⌘ Keys
If you listen really close
my dog can say hello.
He isn’t showy about it
but the intonations of his mouth
can shape into conversation, I swear.
I ask him where the keys are
and he says I don’t know
but isn’t that the key anyway? Asking.
The tallest tree in the world
is named Hyperion, and he hides in the redwood forest,
where, no one knows but a few scientists.

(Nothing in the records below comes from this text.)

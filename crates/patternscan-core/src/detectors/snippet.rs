//! Line arithmetic and context-window extraction shared by detectors.

use tree_sitter::Node;

/// Inclusive range of lines `start..=end` (0-based) widened by `context_lines`
/// on both sides and clamped to the source, joined with newlines.
pub fn snippet(lines: &[&str], start: usize, end: usize, context_lines: usize) -> String {
    let Some(last) = lines.len().checked_sub(1) else {
        return String::new();
    };

    let end = end.max(start);
    let from = start.saturating_sub(context_lines).min(last);
    let to = end.saturating_add(context_lines).min(last);

    lines[from..=to].join("\n")
}

/// Context window around a tree-sitter node, using the node's own span.
pub fn snippet_for_node(node: &Node, lines: &[&str], context_lines: usize) -> String {
    snippet(
        lines,
        node.start_position().row,
        node.end_position().row,
        context_lines,
    )
}

/// 1-based line number of a byte offset.
pub fn line_of_offset(source: &str, offset: usize) -> usize {
    let offset = offset.min(source.len());
    source.as_bytes()[..offset].iter().filter(|&&b| b == b'\n').count() + 1
}

/// Keep at most `max_chars` characters, never splitting a character.
pub fn truncate_chars(text: &str, max_chars: usize) -> &str {
    match text.char_indices().nth(max_chars) {
        Some((idx, _)) => &text[..idx],
        None => text,
    }
}

#[cfg(test)]
mod tests {
    use super::*;

    const SOURCE: &str = "a\nb\nc\nd\ne\nf";

    fn lines() -> Vec<&'static str> {
        SOURCE.lines().collect()
    }

    #[test]
    fn test_snippet_window() {
        assert_eq!(snippet(&lines(), 2, 2, 1), "b\nc\nd");
    }

    #[test]
    fn test_snippet_clamps_both_ends() {
        assert_eq!(snippet(&lines(), 0, 0, 3), "a\nb\nc\nd");
        assert_eq!(snippet(&lines(), 5, 5, 2), "d\ne\nf");
        assert_eq!(snippet(&lines(), 40, 50, 1), "f");
    }

    #[test]
    fn test_snippet_empty_source() {
        assert_eq!(snippet(&[], 0, 3, 2), "");
    }

    #[test]
    fn test_line_of_offset() {
        assert_eq!(line_of_offset(SOURCE, 0), 1);
        assert_eq!(line_of_offset(SOURCE, 2), 2);
        assert_eq!(line_of_offset(SOURCE, SOURCE.len() + 10), 6);
    }

    #[test]
    fn test_truncate_chars() {
        assert_eq!(truncate_chars("héllo", 2), "hé");
        assert_eq!(truncate_chars("abc", 10), "abc");
    }
}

More than two statues of liberty tall,
let’s put our country’s torch in his treetops,
our liberties are shrinking
and soon
the world will not recognize our shores.
Hyperion, clouds sweep your limbs and kiss your green face.
Take a deep breath, giant, your secret is safe.
We know you stand for other things
besides our small grandeur.
I like to look at the wonder of it all.
Do you know that all of the white sand
on beaches is made from the poop of the parrotfish?
Little macaw mouthed slick rainbows
crunching on dead coral
until their bodies turn it to crystalline granules
of everything we want to escape to,
swimming sand factories,
loose cloud explosions as much as
840 pounds of sand a year from a little fish.
What is the heaviness you carry and let go?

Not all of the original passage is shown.